(Beginning of GIVEN INFORMATION)

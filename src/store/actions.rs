use std::rc::Rc;
use std::sync::Arc;

use log::trace;

use crate::audio::{DecodeError, DecodeTicket, DecodedAudio, EngineEvent, EngineHandle, VoiceId};
use crate::dispatcher::{DispatchError, Dispatcher};
use crate::song::TrackInfo;

/// Everything that can change the playlist store.
///
/// Indices in `RemoveSong` and `Select` are positions in the base playlist,
/// the order tracks were added in.
#[derive(Debug)]
pub enum Action {
    AddSong(TrackInfo),
    AddSongs(Vec<TrackInfo>),
    RemoveSong(usize),
    RemoveAll,
    TogglePlay,
    Stop,
    ToggleShuffle,
    CycleRepeat,
    Previous,
    Next,
    Select(usize),
    /// Only asks listeners to re-read the playback position.
    SetCurrentTime,
    SeekTo(f64),
    SetVolume(f32),
    DecodeFinished {
        ticket: DecodeTicket,
        result: Result<Arc<DecodedAudio>, DecodeError>,
    },
    SegmentEnded {
        voice: VoiceId,
    },
}

impl From<EngineEvent> for Action {
    fn from(event: EngineEvent) -> Self {
        match event {
            EngineEvent::Decoded { ticket, result } => Self::DecodeFinished { ticket, result },
            EngineEvent::SegmentEnded { voice } => Self::SegmentEnded { voice },
        }
    }
}

/// Action creators: one method per action, each a single dispatch.
#[derive(Clone)]
pub struct Actions {
    dispatcher: Rc<Dispatcher<Action>>,
}

impl Actions {
    pub fn new(dispatcher: Rc<Dispatcher<Action>>) -> Self {
        Self { dispatcher }
    }

    #[cfg(test)]
    pub fn dispatcher(&self) -> &Rc<Dispatcher<Action>> {
        &self.dispatcher
    }

    fn send(&self, action: Action) -> Result<(), DispatchError> {
        trace!("action: {action:?}");
        self.dispatcher.dispatch(action)
    }

    pub fn add_song(&self, track: TrackInfo) -> Result<(), DispatchError> {
        self.send(Action::AddSong(track))
    }

    pub fn add_songs(&self, tracks: Vec<TrackInfo>) -> Result<(), DispatchError> {
        self.send(Action::AddSongs(tracks))
    }

    pub fn remove_song(&self, index: usize) -> Result<(), DispatchError> {
        self.send(Action::RemoveSong(index))
    }

    pub fn remove_all(&self) -> Result<(), DispatchError> {
        self.send(Action::RemoveAll)
    }

    pub fn toggle_play(&self) -> Result<(), DispatchError> {
        self.send(Action::TogglePlay)
    }

    pub fn stop(&self) -> Result<(), DispatchError> {
        self.send(Action::Stop)
    }

    pub fn toggle_shuffle(&self) -> Result<(), DispatchError> {
        self.send(Action::ToggleShuffle)
    }

    pub fn cycle_repeat(&self) -> Result<(), DispatchError> {
        self.send(Action::CycleRepeat)
    }

    pub fn previous(&self) -> Result<(), DispatchError> {
        self.send(Action::Previous)
    }

    pub fn next(&self) -> Result<(), DispatchError> {
        self.send(Action::Next)
    }

    pub fn select(&self, index: usize) -> Result<(), DispatchError> {
        self.send(Action::Select(index))
    }

    pub fn set_current_time(&self) -> Result<(), DispatchError> {
        self.send(Action::SetCurrentTime)
    }

    pub fn seek_to(&self, seconds: f64) -> Result<(), DispatchError> {
        self.send(Action::SeekTo(seconds))
    }

    pub fn set_volume(&self, volume: f32) -> Result<(), DispatchError> {
        self.send(Action::SetVolume(volume))
    }

    /// Drain the engine and dispatch one action per event. Returns how many
    /// were dispatched.
    pub fn forward_engine_events(&self, engine: &EngineHandle) -> Result<usize, DispatchError> {
        // The store borrows the engine while handling these, so the borrow
        // has to end before the first dispatch.
        let events = engine.borrow_mut().poll_events();
        let count = events.len();
        for event in events {
            self.send(Action::from(event))?;
        }
        Ok(count)
    }
}
use std::fs;
use std::thread;
use std::time::{Duration, Instant};

use tempfile::tempdir;

use super::manual::ManualEngine;
use super::*;
use crate::song::TrackId;

/// Minimal 16-bit PCM mono WAV of `frames` zero samples.
fn wav_bytes(sample_rate: u32, frames: u32) -> Vec<u8> {
    let data_len = frames * 2;
    let mut out = Vec::with_capacity(44 + data_len as usize);
    out.extend_from_slice(b"RIFF");
    out.extend_from_slice(&(36 + data_len).to_le_bytes());
    out.extend_from_slice(b"WAVE");
    out.extend_from_slice(b"fmt ");
    out.extend_from_slice(&16u32.to_le_bytes());
    out.extend_from_slice(&1u16.to_le_bytes()); // PCM
    out.extend_from_slice(&1u16.to_le_bytes()); // mono
    out.extend_from_slice(&sample_rate.to_le_bytes());
    out.extend_from_slice(&(sample_rate * 2).to_le_bytes());
    out.extend_from_slice(&2u16.to_le_bytes());
    out.extend_from_slice(&16u16.to_le_bytes());
    out.extend_from_slice(b"data");
    out.extend_from_slice(&data_len.to_le_bytes());
    out.resize(44 + data_len as usize, 0);
    out
}

fn ticket(track: u64) -> DecodeTicket {
    DecodeTicket {
        track: TrackId(track),
        generation: 0,
    }
}

#[test]
fn decoded_audio_duration_counts_frames_not_samples() {
    let audio = DecodedAudio {
        channels: 2,
        sample_rate: 4,
        samples: vec![0.0; 16],
    };
    assert_eq!(audio.duration(), 2.0);
    assert_eq!(audio.sample_offset(1.0), 8);
    assert_eq!(audio.sample_offset(-3.0), 0);
    assert_eq!(audio.sample_offset(99.0), 16);
}

#[test]
fn decoded_audio_without_channels_has_zero_duration() {
    let audio = DecodedAudio {
        channels: 0,
        sample_rate: 44_100,
        samples: Vec::new(),
    };
    assert_eq!(audio.duration(), 0.0);
}

#[test]
fn segment_length_never_goes_negative() {
    assert_eq!(Segment { start: 1.0, end: 3.5 }.length(), 2.5);
    assert_eq!(Segment { start: 4.0, end: 3.0 }.length(), 0.0);
}

#[test]
fn decode_file_reports_missing_file() {
    let dir = tempdir().unwrap();
    let err = decode_file(&dir.path().join("nope.mp3")).unwrap_err();
    assert!(matches!(err, DecodeError::FileRead { .. }), "{err:?}");
}

#[test]
fn decode_file_rejects_garbage() {
    let dir = tempdir().unwrap();
    let path = dir.path().join("noise.mp3");
    fs::write(&path, b"definitely not audio").unwrap();

    let err = decode_file(&path).unwrap_err();
    assert!(
        matches!(err, DecodeError::Unsupported { .. } | DecodeError::Empty { .. }),
        "{err:?}"
    );
}

#[test]
fn decode_file_reads_pcm_wav() {
    let dir = tempdir().unwrap();
    let path = dir.path().join("tone.wav");
    fs::write(&path, wav_bytes(8_000, 8_000)).unwrap();

    let audio = decode_file(&path).unwrap();
    assert_eq!(audio.channels, 1);
    assert_eq!(audio.sample_rate, 8_000);
    assert!((audio.duration() - 1.0).abs() < 0.01);
}

#[test]
fn pending_decode_delivers_the_worker_result() {
    let dir = tempdir().unwrap();
    let pending = PendingDecode::spawn(dir.path().join("missing.ogg"));

    let deadline = Instant::now() + Duration::from_secs(5);
    let result = loop {
        if let Some(result) = pending.try_take() {
            break result;
        }
        assert!(Instant::now() < deadline, "decode worker never answered");
        thread::sleep(Duration::from_millis(5));
    };
    assert!(matches!(result, Err(DecodeError::FileRead { .. })));
}

#[test]
fn manual_engine_reports_decodes_with_their_ticket() {
    let mut engine = ManualEngine::new();
    engine.set_duration("/music/a.mp3", 3.0);
    engine.fail_decoding("/music/b.mp3");

    engine.decode(&AudioSource::new("/music/a.mp3"), ticket(1));
    engine.decode(&AudioSource::new("/music/b.mp3"), ticket(2));

    let events = engine.poll_events();
    assert_eq!(events.len(), 2);
    match &events[0] {
        EngineEvent::Decoded { ticket: t, result } => {
            assert_eq!(*t, ticket(1));
            assert_eq!(result.as_ref().unwrap().duration(), 3.0);
        }
        other => panic!("unexpected {other:?}"),
    }
    assert!(matches!(
        &events[1],
        EngineEvent::Decoded { result: Err(DecodeError::Unsupported { .. }), .. }
    ));
    assert!(engine.poll_events().is_empty());
}

#[test]
fn manual_engine_only_ends_voices_that_are_still_active() {
    let mut engine = ManualEngine::new();
    let audio = std::sync::Arc::new(DecodedAudio::silence(2.0));
    let a = engine.start(&audio, Segment { start: 0.0, end: 2.0 }).unwrap();
    let b = engine.start(&audio, Segment { start: 0.0, end: 2.0 }).unwrap();
    assert_ne!(a, b);

    engine.stop(a);
    engine.end_voice(a);
    engine.end_voice(b);

    let events = engine.poll_events();
    assert_eq!(events.len(), 1);
    assert!(matches!(events[0], EngineEvent::SegmentEnded { voice } if voice == b));
    assert!(engine.active_voices().is_empty());
}
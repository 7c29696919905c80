//! Turning paths on disk into playlist entries.
//!
//! [`collect_audio_files`] walks a file or directory, [`read_track_info`]
//! pulls tags and cover art, and [`spawn_import`] runs both off the UI
//! thread.

mod import;
mod scan;
mod tags;

pub use import::{ImportEvent, spawn_import};
pub use scan::{collect_audio_files, is_wanted, mime_type_for};
pub use tags::{picture_data_uri, read_track_info};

(End of GIVEN INFORMATION)

**PROBLEM:** Copy the stretch of the records above that runs from the line with "use tempfile::tempdir;" through the line with "out.extend_from_slice(&1u16.to_le_bytes()); // PCM". Both end lines belong in the copy, and nothing else does.

**TASK RESPONSE:**
use tempfile::tempdir;

use super::manual::ManualEngine;
use super::*;
use crate::song::TrackId;

/// Minimal 16-bit PCM mono WAV of `frames` zero samples.
fn wav_bytes(sample_rate: u32, frames: u32) -> Vec<u8> {
    let data_len = frames * 2;
    let mut out = Vec::with_capacity(44 + data_len as usize);
    out.extend_from_slice(b"RIFF");
    out.extend_from_slice(&(36 + data_len).to_le_bytes());
    out.extend_from_slice(b"WAVE");
    out.extend_from_slice(b"fmt ");
    out.extend_from_slice(&16u32.to_le_bytes());
    out.extend_from_slice(&1u16.to_le_bytes()); // PCM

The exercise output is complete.